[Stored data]
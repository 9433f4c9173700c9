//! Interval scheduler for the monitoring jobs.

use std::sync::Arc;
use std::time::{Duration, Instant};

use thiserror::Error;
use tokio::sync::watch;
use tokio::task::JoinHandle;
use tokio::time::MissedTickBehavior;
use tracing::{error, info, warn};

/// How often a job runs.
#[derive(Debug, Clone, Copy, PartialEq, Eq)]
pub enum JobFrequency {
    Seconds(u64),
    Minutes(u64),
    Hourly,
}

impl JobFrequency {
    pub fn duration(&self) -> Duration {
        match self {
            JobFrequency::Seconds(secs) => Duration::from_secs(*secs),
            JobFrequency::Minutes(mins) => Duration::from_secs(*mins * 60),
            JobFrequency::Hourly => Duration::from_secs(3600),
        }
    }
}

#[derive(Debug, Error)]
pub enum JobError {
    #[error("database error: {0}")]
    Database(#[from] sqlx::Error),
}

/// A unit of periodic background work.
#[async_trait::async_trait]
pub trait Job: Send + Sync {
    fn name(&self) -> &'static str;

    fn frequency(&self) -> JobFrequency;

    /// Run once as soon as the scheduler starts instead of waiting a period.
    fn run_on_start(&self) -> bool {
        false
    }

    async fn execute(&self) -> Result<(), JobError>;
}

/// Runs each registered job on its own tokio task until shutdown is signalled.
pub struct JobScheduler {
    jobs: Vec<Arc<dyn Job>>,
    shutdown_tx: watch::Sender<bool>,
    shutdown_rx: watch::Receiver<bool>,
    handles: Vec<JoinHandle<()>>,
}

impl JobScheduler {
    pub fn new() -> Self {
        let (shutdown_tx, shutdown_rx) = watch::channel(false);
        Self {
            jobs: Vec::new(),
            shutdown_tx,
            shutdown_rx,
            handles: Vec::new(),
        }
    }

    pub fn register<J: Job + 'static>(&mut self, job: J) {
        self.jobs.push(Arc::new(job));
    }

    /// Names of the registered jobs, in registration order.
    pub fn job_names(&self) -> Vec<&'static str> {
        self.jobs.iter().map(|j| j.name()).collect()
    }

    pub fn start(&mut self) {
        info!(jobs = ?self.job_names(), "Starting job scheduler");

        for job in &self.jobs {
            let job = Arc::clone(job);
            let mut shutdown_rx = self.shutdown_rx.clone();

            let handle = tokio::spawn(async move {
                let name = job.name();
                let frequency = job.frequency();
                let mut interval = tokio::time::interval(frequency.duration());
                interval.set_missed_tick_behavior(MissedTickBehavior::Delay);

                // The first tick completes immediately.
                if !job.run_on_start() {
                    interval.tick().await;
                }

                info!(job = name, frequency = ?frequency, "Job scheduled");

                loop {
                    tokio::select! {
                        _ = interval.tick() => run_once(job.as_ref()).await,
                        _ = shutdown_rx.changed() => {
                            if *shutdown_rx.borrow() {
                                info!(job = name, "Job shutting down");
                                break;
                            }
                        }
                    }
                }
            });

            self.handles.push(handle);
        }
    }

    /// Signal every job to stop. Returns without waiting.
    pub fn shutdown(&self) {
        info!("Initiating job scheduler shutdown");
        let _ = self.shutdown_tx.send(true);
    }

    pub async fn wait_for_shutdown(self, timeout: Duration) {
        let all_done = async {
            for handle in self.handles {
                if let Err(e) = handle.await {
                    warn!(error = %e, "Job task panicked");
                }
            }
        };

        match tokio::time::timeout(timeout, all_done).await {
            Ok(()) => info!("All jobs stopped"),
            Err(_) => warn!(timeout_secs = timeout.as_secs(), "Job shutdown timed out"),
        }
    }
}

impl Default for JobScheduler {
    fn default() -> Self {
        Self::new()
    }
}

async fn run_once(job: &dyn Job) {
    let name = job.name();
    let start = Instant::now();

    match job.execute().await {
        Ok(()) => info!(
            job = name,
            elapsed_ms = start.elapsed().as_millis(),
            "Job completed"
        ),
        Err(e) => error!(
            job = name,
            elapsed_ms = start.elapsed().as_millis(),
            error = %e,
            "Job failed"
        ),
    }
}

Your goal:
Exact retyping of every entry is required.

Solution to this problem:
repository 9433f4c9173700c9
//! Interval scheduler for the monitoring jobs.

use std::sync::Arc;
use std::time::{Duration, Instant};

use thiserror::Error;
use tokio::sync::watch;
use tokio::task::JoinHandle;
use tokio::time::MissedTickBehavior;
use tracing::{error, info, warn};

/// How often a job runs.
#[derive(Debug, Clone, Copy, PartialEq, Eq)]
pub enum JobFrequency {
    Seconds(u64),
    Minutes(u64),
    Hourly,
}

impl JobFrequency {
    pub fn duration(&self) -> Duration {
        match self {
            JobFrequency::Seconds(secs) => Duration::from_secs(*secs),
            JobFrequency::Minutes(mins) => Duration::from_secs(*mins * 60),
            JobFrequency::Hourly => Duration::from_secs(3600),
        }
    }
}

#[derive(Debug, Error)]
pub enum JobError {
    #[error("database error: {0}")]
    Database(#[from] sqlx::Error),
}

/// A unit of periodic background work.
#[async_trait::async_trait]
pub trait Job: Send + Sync {
    fn name(&self) -> &'static str;

    fn frequency(&self) -> JobFrequency;

    /// Run once as soon as the scheduler starts instead of waiting a period.
    fn run_on_start(&self) -> bool {
        false
    }

    async fn execute(&self) -> Result<(), JobError>;
}

/// Runs each registered job on its own tokio task until shutdown is signalled.
pub struct JobScheduler {
    jobs: Vec<Arc<dyn Job>>,
    shutdown_tx: watch::Sender<bool>,
    shutdown_rx: watch::Receiver<bool>,
    handles: Vec<JoinHandle<()>>,
}

impl JobScheduler {
    pub fn new() -> Self {
        let (shutdown_tx, shutdown_rx) = watch::channel(false);
        Self {
            jobs: Vec::new(),
            shutdown_tx,
            shutdown_rx,
            handles: Vec::new(),
        }
    }

    pub fn register<J: Job + 'static>(&mut self, job: J) {
        self.jobs.push(Arc::new(job));
    }

    /// Names of the registered jobs, in registration order.
    pub fn job_names(&self) -> Vec<&'static str> {
        self.jobs.iter().map(|j| j.name()).collect()
    }

    pub fn start(&mut self) {
        info!(jobs = ?self.job_names(), "Starting job scheduler");

        for job in &self.jobs {
            let job = Arc::clone(job);
            let mut shutdown_rx = self.shutdown_rx.clone();

            let handle = tokio::spawn(async move {
                let name = job.name();
                let frequency = job.frequency();
                let mut interval = tokio::time::interval(frequency.duration());
                interval.set_missed_tick_behavior(MissedTickBehavior::Delay);

                // The first tick completes immediately.
                if !job.run_on_start() {
                    interval.tick().await;
                }

                info!(job = name, frequency = ?frequency, "Job scheduled");

                loop {
                    tokio::select! {
                        _ = interval.tick() => run_once(job.as_ref()).await,
                        _ = shutdown_rx.changed() => {
                            if *shutdown_rx.borrow() {
                                info!(job = name, "Job shutting down");
                                break;
                            }
                        }
                    }
                }
            });

            self.handles.push(handle);
        }
    }

    /// Signal every job to stop. Returns without waiting.
    pub fn shutdown(&self) {
        info!("Initiating job scheduler shutdown");
        let _ = self.shutdown_tx.send(true);
    }

    pub async fn wait_for_shutdown(self, timeout: Duration) {
        let all_done = async {
            for handle in self.handles {
                if let Err(e) = handle.await {
                    warn!(error = %e, "Job task panicked");
                }
            }
        };

        match tokio::time::timeout(timeout, all_done).await {
            Ok(()) => info!("All jobs stopped"),
            Err(_) => warn!(timeout_secs = timeout.as_secs(), "Job shutdown timed out"),
        }
    }
}

impl Default for JobScheduler {
    fn default() -> Self {
        Self::new()
    }
}

async fn run_once(job: &dyn Job) {
    let name = job.name();
    let start = Instant::now();

    match job.execute().await {
        Ok(()) => info!(
            job = name,
            elapsed_ms = start.elapsed().as_millis(),
            "Job completed"
        ),
        Err(e) => error!(
            job = name,
            elapsed_ms = start.elapsed().as_millis(),
            error = %e,
            "Job failed"
        ),
    }
}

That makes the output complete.